The transition off fossil fuels could be a lot less expensive than standard net-zero models assume, as long as countries speed up deployment rather than waiting for (even) cheaper low-carbon and energy-efficient technologies, concludes a new study in the journal Environmental Research Letters.
The modelling studies used to chart the transition off carbon often “imply that there are benefits in delaying investment in these technologies, waiting instead for [research and development] to drive down costs over time,” study authors Alexandra Poncia, Paul Drummond, and Michael Grubb write in a guest post for Carbon Brief.
But “such models overlook findings from a vast literature showing that the costs of these technologies decline as a result of their use.” That “induced” innovation is already “a clear factor behind the remarkable success of low-carbon technologies,” they write, suggesting that “not only is urgent action essential to facilitate the clean energy transition, but the transition itself may also end up much cheaper than predicted.”
Poncia, Drummond, and Grubb take aim at the integrated assessment models (IAMs) typically used to chart the cheapest path to decarbonization over time—particularly an approach developed by Nobel Laureate William Nordhaus that has been notably influential with his fellow economists.
“Typically, the costs of low-carbon technologies in these models are assumed to gradually decline as they become more mature, primarily as a function of time, but also through policies such as R&D support,” they write. “This means that even though the costs of mature, incumbent [fossil] technologies are usually assumed to stay largely stable, low-carbon technologies remain more expensive long into the future,” leaving the models to attach “a considerable cost” to future decarbonization efforts.
But “while technology cost assumptions may be adequate for mature technologies with well-known characteristics, they can be wide of the mark for immature technologies,” the authors state. “This is evident for solar power, which has already reached costs well below 2050 forecasts from just a few years ago.”
The guest post cites the International Energy Agency’s sudden, recent discovery that fast deployment of cheap renewables constitutes a new normal.

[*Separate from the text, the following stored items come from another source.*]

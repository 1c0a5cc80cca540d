use std::sync::Arc;

use serde::{Deserialize, Serialize};
use utoipa::ToSchema;

time::serde::format_description!(clock_time, Time, "[hour]:[minute]:[second]");
time::serde::format_description!(
    timestamp,
    PrimitiveDateTime,
    "[year]-[month]-[day]T[hour]:[minute]:[second]"
);

/// Success envelope: every successful response wraps its payload in `data`.
#[derive(Debug, Serialize, Deserialize, ToSchema)]
pub struct DataTO<T> {
    pub data: T,
}
impl<T> DataTO<T> {
    pub fn new(data: T) -> Self {
        Self { data }
    }
}

#[derive(Debug, Clone, PartialEq, Eq, Serialize, Deserialize, ToSchema)]
pub struct ErrorBodyTO {
    /// Machine readable error kind, e.g. `SLOT_CONFLICT`.
    pub code: Arc<str>,
    pub message: Arc<str>,
}

#[derive(Debug, Clone, PartialEq, Eq, Serialize, Deserialize, ToSchema)]
pub struct ErrorTO {
    pub error: ErrorBodyTO,
}
impl ErrorTO {
    pub fn new(code: &str, message: impl Into<Arc<str>>) -> Self {
        Self {
            error: ErrorBodyTO {
                code: code.into(),
                message: message.into(),
            },
        }
    }
}

#[derive(Debug, Clone, PartialEq, Eq, Serialize, Deserialize, ToSchema)]
pub struct SessionRequestTO {
    pub schedule_id: i64,
    /// Calendar date in `YYYY-MM-DD` form.
    #[schema(example = "2024-06-10")]
    pub session_date: Arc<str>,
}

#[derive(Debug, Clone, PartialEq, Eq, Serialize, Deserialize, ToSchema)]
pub struct CreateBookingRequestTO {
    pub child_id: i64,
    pub service_id: i64,
    /// One of `trial`, `single`, `package_4`, `package_8`, `package_12`.
    #[schema(example = "package_4")]
    pub booking_type: Arc<str>,
    pub session_dates: Arc<[SessionRequestTO]>,
    #[serde(default)]
    pub preferred_coach: Option<i64>,
    #[serde(default)]
    pub parent_notes: Option<Arc<str>>,
}

#[derive(Debug, Clone, PartialEq, Eq, Serialize, Deserialize, ToSchema)]
pub struct SessionInfoTO {
    pub session_date: time::Date,
    #[serde(with = "clock_time")]
    #[schema(value_type = String, example = "09:30:00")]
    pub start_time: time::Time,
    #[serde(with = "clock_time")]
    #[schema(value_type = String, example = "10:30:00")]
    pub end_time: time::Time,
    #[serde(default)]
    pub coach_name: Option<Arc<str>>,
}

#[derive(Debug, Clone, PartialEq, Eq, Serialize, Deserialize, ToSchema)]
pub struct BookingConfirmationTO {
    pub booking_id: i64,
    pub booking_number: Arc<str>,
    pub service_name: Arc<str>,
    pub child_name: Arc<str>,
    pub booking_type: Arc<str>,
    pub total_sessions: i32,
    /// Decimal amount with two fraction digits.
    #[schema(example = "60.00")]
    pub total_amount: Arc<str>,
    pub status: Arc<str>,
    #[serde(with = "timestamp")]
    #[schema(value_type = String, example = "2024-06-01T08:05:09")]
    pub created_at: time::PrimitiveDateTime,
    pub sessions: Arc<[SessionInfoTO]>,
}

#[derive(Debug, Clone, PartialEq, Eq, Serialize, Deserialize, ToSchema)]
pub struct SessionDetailTO {
    pub session_number: usize,
    pub session_id: i64,
    pub schedule_id: i64,
    pub session_date: time::Date,
    #[serde(with = "clock_time")]
    #[schema(value_type = String, example = "09:30:00")]
    pub start_time: time::Time,
    #[serde(with = "clock_time")]
    #[schema(value_type = String, example = "10:30:00")]
    pub end_time: time::Time,
    pub status: Arc<str>,
    #[serde(default)]
    pub coach_id: Option<i64>,
}

#[derive(Debug, Clone, PartialEq, Eq, Serialize, Deserialize, ToSchema)]
pub struct BookingDetailTO {
    pub booking_id: i64,
    pub booking_number: Arc<str>,
    pub child_id: i64,
    pub child_name: Arc<str>,
    pub service_id: i64,
    pub service_name: Arc<str>,
    pub vendor_id: i64,
    pub vendor_name: Arc<str>,
    pub booking_type: Arc<str>,
    pub total_sessions: i32,
    #[schema(example = "60.00")]
    pub total_amount: Arc<str>,
    pub status: Arc<str>,
    #[serde(default)]
    pub preferred_coach: Option<i64>,
    #[serde(default)]
    pub parent_notes: Option<Arc<str>>,
    #[serde(rename = "$version")]
    pub version: i32,
    #[serde(with = "timestamp")]
    #[schema(value_type = String, example = "2024-06-01T08:05:09")]
    pub created_at: time::PrimitiveDateTime,
    #[serde(with = "timestamp")]
    #[schema(value_type = String, example = "2024-06-01T08:05:09")]
    pub updated_at: time::PrimitiveDateTime,
    pub sessions: Arc<[SessionDetailTO]>,
    pub completed_sessions: usize,
    #[serde(default)]
    pub next_session: Option<SessionDetailTO>,
}

#[cfg(feature = "service-impl")]
mod service_conversions {
    use super::*;
    use kidbook_utils::derive_from_reference;
    use service::booking::{
        BookingConfirmation, BookingDetail, CreateBookingRequest, SessionDetail, SessionInfo,
        SessionRequest,
    };

    impl From<&SessionRequestTO> for SessionRequest {
        fn from(session: &SessionRequestTO) -> Self {
            Self {
                schedule_id: session.schedule_id,
                session_date: session.session_date.clone(),
            }
        }
    }

    impl From<&CreateBookingRequestTO> for CreateBookingRequest {
        fn from(request: &CreateBookingRequestTO) -> Self {
            Self {
                child_id: request.child_id,
                service_id: request.service_id,
                booking_type: request.booking_type.clone(),
                session_dates: request
                    .session_dates
                    .iter()
                    .map(SessionRequest::from)
                    .collect(),
                preferred_coach: request.preferred_coach,
                parent_notes: request.parent_notes.clone(),
            }
        }
    }
    derive_from_reference!(CreateBookingRequestTO, CreateBookingRequest);

    impl From<&SessionInfo> for SessionInfoTO {
        fn from(session: &SessionInfo) -> Self {
            Self {
                session_date: session.session_date,
                start_time: session.start_time,
                end_time: session.end_time,
                coach_name: session.coach_name.clone(),
            }
        }
    }

    impl From<&BookingConfirmation> for BookingConfirmationTO {
        fn from(confirmation: &BookingConfirmation) -> Self {
            Self {
                booking_id: confirmation.booking_id,
                booking_number: confirmation.booking_number.clone(),
                service_name: confirmation.service_name.clone(),
                child_name: confirmation.child_name.clone(),
                booking_type: confirmation.booking_type.as_str().into(),
                total_sessions: confirmation.total_sessions,
                total_amount: confirmation.total_amount.to_string().into(),
                status: confirmation.status.as_str().into(),
                created_at: confirmation.created,
                sessions: confirmation
                    .sessions
                    .iter()
                    .map(SessionInfoTO::from)
                    .collect(),
            }
        }
    }
    derive_from_reference!(BookingConfirmation, BookingConfirmationTO);

    impl From<&SessionDetail> for SessionDetailTO {
        fn from(session: &SessionDetail) -> Self {
            Self {
                session_number: session.session_number,
                session_id: session.session_id,
                schedule_id: session.schedule_id,
                session_date: session.session_date,
                start_time: session.start_time,
                end_time: session.end_time,
                status: session.status.as_str().into(),
                coach_id: session.coach_id,
            }
        }
    }

    impl From<&BookingDetail> for BookingDetailTO {
        fn from(detail: &BookingDetail) -> Self {
            let booking = &detail.booking;
            Self {
                booking_id: booking.id,
                booking_number: booking.booking_number.clone(),
                child_id: booking.child_id,
                child_name: detail.child_name.clone(),
                service_id: booking.service_id,
                service_name: detail.service_name.clone(),
                vendor_id: booking.vendor_id,
                vendor_name: detail.vendor_name.clone(),
                booking_type: booking.booking_type.as_str().into(),
                total_sessions: booking.total_sessions,
                total_amount: booking.total_amount.to_string().into(),
                status: booking.status.as_str().into(),
                preferred_coach: booking.preferred_coach,
                parent_notes: booking.parent_notes.clone(),
                version: booking.version,
                created_at: booking.created,
                updated_at: booking.updated,
                sessions: detail.sessions.iter().map(SessionDetailTO::from).collect(),
                completed_sessions: detail.completed_sessions,
                next_session: detail.next_session.as_ref().map(SessionDetailTO::from),
            }
        }
    }
}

But policy analysts and campaigners have been arguing for years that slow, business-as-usual modelling assumptions become a dangerous, self-fulfilling prophecy, delaying the transition off carbon by driving investment toward fossil fuel projects that are destined to become stranded assets in a low-carbon future.
While conventional modelling does a good job of representing the impact of R&D and other “technology-push” strategies in driving down costs, Poncia, Drummond, and Grubb say they’re less focused on the impact of better markets and faster uptake for renewables. Yet “a growing literature argues that accounting for such policies in economic models may produce results that imply earlier, larger-scale investment in low-carbon energy at a lower long-run cost,” they write.
Until now, “efforts to address this problem have been challenged by the disparate, poorly characterized, and often disputed evidence” for those “demand-pull” strategies. But based on a review of 228 journal articles, “we find unequivocally that since the 1970s oil price shocks, innovation in energy technologies has responded to energy prices, large-scale deployment, and strategic low-carbon policies.”